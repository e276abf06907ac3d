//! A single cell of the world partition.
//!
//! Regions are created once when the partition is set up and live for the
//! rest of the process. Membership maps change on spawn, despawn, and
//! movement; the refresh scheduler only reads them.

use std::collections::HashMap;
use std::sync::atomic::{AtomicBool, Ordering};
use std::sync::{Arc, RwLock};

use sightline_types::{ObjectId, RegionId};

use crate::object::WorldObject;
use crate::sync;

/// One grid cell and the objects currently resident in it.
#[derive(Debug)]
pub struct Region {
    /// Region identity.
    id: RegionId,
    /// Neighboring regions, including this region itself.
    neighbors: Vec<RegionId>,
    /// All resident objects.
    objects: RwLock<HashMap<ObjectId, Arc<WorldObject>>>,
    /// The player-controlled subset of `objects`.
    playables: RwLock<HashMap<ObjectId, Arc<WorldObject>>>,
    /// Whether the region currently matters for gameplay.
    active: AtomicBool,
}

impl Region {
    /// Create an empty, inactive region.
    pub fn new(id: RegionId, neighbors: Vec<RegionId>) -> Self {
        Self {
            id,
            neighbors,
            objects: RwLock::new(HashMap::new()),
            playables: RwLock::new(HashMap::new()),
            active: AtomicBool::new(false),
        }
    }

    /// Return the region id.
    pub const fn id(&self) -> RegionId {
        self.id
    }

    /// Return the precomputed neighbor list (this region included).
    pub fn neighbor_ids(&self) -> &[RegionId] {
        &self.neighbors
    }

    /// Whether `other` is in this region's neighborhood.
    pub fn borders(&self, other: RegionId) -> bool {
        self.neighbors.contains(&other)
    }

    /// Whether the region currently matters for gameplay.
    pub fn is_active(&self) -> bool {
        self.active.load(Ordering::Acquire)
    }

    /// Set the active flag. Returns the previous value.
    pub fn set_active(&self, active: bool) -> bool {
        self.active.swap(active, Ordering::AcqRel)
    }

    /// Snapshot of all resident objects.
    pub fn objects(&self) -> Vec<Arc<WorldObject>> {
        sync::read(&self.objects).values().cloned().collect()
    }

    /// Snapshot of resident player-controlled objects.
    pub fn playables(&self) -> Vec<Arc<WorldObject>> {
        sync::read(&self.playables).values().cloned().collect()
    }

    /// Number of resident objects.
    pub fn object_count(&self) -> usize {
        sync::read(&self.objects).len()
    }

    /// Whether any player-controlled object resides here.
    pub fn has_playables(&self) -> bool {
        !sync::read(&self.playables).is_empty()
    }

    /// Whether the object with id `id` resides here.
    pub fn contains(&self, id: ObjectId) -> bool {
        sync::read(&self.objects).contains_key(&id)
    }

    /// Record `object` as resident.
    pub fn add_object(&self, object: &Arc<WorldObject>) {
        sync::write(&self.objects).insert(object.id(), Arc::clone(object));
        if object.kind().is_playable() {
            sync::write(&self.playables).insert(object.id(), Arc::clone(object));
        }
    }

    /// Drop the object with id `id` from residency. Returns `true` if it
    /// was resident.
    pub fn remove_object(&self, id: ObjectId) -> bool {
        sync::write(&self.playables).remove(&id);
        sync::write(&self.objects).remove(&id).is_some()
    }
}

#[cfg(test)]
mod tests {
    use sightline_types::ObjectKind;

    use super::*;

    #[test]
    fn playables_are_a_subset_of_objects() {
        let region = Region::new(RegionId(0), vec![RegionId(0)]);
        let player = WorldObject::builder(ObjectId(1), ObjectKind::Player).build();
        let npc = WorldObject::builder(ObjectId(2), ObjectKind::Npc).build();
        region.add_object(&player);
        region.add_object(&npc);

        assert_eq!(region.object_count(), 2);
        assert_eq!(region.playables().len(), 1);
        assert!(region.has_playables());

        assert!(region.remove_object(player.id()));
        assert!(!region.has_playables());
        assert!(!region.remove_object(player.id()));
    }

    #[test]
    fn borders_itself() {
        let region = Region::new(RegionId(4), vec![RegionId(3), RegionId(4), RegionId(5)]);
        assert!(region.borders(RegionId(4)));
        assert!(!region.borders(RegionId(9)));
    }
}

*Instructions for the task*. In the material above, transcribe exactly the lines beginning at the one with "use crate::sync;" and ending at the one with "The player-controlled subset", both included.

*Task solution*.
use crate::sync;

/// One grid cell and the objects currently resident in it.
#[derive(Debug)]
pub struct Region {
    /// Region identity.
    id: RegionId,
    /// Neighboring regions, including this region itself.
    neighbors: Vec<RegionId>,
    /// All resident objects.
    objects: RwLock<HashMap<ObjectId, Arc<WorldObject>>>,
    /// The player-controlled subset of `objects`.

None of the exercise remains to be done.